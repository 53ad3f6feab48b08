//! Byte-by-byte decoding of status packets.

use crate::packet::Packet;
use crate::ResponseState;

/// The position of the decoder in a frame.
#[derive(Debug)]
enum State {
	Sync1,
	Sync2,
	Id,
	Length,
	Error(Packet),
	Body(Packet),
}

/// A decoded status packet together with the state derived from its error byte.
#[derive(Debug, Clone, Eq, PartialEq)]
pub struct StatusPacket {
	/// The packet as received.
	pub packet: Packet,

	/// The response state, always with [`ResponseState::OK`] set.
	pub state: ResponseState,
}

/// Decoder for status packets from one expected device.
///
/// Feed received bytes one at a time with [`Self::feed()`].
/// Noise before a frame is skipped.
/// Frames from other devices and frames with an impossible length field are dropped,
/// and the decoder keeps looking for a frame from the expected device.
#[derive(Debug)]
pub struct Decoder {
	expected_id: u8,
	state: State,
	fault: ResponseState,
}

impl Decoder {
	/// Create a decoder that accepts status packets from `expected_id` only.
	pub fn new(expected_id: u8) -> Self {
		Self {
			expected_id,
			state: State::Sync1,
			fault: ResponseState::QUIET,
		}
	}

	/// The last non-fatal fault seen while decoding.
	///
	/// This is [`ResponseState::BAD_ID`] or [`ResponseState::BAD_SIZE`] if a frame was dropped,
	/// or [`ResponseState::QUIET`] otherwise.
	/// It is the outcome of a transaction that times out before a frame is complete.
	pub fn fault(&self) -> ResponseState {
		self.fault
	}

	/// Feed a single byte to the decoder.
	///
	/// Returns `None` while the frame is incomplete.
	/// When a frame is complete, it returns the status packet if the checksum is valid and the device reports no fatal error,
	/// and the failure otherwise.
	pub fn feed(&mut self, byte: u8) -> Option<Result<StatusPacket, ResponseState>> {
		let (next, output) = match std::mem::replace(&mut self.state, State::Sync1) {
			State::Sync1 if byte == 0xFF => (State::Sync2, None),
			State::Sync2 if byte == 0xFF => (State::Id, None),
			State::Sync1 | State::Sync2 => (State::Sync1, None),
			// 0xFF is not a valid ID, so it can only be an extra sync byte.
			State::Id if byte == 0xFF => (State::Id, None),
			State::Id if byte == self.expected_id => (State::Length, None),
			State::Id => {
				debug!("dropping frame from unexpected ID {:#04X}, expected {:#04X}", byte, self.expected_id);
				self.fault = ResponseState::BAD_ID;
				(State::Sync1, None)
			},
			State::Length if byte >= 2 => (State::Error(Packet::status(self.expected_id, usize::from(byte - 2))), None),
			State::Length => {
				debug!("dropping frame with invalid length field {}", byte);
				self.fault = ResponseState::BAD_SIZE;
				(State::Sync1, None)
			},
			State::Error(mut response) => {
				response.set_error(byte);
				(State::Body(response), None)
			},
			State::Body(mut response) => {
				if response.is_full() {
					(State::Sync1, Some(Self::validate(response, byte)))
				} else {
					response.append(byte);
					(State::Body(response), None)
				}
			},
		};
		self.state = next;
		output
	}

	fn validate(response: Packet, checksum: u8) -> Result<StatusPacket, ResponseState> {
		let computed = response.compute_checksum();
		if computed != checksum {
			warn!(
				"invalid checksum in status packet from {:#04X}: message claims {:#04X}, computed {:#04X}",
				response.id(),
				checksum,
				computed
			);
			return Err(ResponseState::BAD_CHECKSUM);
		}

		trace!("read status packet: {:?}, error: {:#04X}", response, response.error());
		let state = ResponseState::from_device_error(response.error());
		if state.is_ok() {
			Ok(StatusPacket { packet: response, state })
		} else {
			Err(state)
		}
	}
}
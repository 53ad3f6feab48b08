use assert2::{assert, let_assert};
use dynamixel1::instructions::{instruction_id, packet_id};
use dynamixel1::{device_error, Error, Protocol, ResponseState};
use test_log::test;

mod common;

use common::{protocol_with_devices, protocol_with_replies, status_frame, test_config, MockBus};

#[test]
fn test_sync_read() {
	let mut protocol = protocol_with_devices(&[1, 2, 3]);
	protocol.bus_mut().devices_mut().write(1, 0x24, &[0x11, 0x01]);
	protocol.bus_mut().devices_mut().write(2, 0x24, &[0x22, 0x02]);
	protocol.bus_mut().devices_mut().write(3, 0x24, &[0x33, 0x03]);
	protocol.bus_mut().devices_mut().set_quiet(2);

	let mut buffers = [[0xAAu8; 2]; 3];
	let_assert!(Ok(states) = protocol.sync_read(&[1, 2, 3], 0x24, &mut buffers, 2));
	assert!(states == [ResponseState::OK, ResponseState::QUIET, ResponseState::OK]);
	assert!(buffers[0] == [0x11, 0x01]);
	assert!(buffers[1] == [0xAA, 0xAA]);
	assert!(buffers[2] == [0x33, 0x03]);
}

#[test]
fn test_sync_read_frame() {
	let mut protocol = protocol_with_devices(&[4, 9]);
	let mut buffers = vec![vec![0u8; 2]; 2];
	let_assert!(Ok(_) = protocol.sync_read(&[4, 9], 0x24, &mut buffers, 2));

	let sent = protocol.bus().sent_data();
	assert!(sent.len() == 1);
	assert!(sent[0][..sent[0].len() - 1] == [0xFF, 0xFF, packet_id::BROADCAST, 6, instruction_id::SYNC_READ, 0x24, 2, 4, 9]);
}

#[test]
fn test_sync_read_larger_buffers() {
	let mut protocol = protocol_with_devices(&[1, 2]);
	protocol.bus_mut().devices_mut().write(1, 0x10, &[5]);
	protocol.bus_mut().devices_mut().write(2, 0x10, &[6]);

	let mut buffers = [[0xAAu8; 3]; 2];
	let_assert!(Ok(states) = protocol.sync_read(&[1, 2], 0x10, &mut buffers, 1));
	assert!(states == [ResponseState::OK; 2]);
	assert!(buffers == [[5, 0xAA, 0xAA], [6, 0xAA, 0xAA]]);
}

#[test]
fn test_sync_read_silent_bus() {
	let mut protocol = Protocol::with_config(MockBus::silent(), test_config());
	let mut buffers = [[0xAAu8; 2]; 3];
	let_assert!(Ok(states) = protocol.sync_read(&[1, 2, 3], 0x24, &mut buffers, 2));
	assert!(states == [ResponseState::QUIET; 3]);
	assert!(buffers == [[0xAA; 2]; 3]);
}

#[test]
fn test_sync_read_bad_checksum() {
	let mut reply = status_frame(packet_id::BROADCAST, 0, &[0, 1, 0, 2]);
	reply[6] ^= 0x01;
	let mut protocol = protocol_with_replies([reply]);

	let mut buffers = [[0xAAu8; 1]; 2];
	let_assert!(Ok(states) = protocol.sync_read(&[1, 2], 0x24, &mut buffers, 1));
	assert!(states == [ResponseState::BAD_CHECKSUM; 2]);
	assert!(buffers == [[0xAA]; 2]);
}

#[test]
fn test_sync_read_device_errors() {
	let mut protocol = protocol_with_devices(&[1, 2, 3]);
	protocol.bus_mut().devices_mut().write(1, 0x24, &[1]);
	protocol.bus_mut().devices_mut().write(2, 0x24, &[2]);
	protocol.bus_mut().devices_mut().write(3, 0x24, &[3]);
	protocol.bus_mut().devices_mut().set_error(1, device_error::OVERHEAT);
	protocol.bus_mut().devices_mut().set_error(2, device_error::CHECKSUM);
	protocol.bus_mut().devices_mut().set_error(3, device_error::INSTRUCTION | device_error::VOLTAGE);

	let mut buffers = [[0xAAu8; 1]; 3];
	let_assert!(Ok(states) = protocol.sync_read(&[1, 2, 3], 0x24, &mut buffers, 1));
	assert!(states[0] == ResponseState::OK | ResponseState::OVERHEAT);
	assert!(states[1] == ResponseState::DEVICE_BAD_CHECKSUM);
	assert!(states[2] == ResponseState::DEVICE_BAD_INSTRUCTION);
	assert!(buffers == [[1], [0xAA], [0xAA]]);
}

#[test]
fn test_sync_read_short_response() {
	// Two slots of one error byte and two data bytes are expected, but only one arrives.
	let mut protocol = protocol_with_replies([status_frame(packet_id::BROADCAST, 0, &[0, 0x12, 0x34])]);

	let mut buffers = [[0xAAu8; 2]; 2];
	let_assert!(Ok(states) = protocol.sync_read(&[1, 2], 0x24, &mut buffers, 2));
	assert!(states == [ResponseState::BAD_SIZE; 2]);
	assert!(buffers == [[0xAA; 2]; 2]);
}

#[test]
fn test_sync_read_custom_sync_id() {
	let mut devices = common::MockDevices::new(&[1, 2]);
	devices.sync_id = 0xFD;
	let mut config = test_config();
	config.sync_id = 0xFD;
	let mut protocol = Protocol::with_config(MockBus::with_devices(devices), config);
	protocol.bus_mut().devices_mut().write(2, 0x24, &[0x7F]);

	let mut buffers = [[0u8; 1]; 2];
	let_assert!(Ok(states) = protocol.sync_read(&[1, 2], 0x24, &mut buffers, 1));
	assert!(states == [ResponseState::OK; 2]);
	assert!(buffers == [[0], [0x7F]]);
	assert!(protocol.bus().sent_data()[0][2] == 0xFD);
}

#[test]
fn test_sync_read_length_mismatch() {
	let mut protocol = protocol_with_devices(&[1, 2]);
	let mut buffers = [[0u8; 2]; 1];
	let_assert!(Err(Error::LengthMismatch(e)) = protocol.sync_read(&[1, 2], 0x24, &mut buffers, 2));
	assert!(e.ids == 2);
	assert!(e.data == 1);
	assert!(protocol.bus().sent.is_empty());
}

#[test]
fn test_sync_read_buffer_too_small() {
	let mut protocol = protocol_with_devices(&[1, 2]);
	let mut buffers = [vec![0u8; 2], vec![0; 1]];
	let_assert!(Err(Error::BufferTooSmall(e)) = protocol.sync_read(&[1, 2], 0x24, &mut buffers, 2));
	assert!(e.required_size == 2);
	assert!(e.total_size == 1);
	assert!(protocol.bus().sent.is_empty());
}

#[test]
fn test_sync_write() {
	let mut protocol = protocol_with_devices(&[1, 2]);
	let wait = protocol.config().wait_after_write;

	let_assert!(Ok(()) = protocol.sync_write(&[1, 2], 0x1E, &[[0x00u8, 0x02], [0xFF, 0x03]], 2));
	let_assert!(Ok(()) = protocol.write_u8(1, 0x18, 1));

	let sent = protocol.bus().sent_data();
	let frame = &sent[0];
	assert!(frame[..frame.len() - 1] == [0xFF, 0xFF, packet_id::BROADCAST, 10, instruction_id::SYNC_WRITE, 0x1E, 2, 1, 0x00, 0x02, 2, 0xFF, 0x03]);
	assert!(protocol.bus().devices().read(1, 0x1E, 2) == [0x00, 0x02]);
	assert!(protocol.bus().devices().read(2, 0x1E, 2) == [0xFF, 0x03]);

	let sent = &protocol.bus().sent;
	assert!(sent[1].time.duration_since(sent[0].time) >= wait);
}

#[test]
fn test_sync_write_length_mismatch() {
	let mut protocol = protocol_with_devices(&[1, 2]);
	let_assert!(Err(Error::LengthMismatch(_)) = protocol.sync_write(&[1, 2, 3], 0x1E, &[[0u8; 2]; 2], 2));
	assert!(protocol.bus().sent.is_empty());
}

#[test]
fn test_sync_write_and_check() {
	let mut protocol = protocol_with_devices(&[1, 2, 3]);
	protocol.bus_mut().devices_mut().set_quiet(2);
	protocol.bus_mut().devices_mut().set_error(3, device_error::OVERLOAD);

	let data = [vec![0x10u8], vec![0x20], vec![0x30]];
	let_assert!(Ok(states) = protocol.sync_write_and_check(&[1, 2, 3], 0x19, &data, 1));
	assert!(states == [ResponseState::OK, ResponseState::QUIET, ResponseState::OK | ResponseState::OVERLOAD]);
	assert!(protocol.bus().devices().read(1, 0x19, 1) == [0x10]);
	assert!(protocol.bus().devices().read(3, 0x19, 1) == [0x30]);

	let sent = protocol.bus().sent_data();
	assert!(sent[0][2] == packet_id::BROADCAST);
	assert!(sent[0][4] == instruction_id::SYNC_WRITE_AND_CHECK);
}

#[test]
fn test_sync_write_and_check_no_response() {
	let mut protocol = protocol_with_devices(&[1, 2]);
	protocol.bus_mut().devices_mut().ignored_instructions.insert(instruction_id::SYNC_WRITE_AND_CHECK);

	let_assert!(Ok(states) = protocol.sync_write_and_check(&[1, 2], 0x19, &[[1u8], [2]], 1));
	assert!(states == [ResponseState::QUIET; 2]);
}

### Work order
Set down the lines above as they stand, starting with the first line and ending with the line that contains "packet as received.".

### Written response
repository 53ad3f6feab48b08
//! Byte-by-byte decoding of status packets.

use crate::packet::Packet;
use crate::ResponseState;

/// The position of the decoder in a frame.
#[derive(Debug)]
enum State {
	Sync1,
	Sync2,
	Id,
	Length,
	Error(Packet),
	Body(Packet),
}

/// A decoded status packet together with the state derived from its error byte.
#[derive(Debug, Clone, Eq, PartialEq)]
pub struct StatusPacket {
	/// The packet as received.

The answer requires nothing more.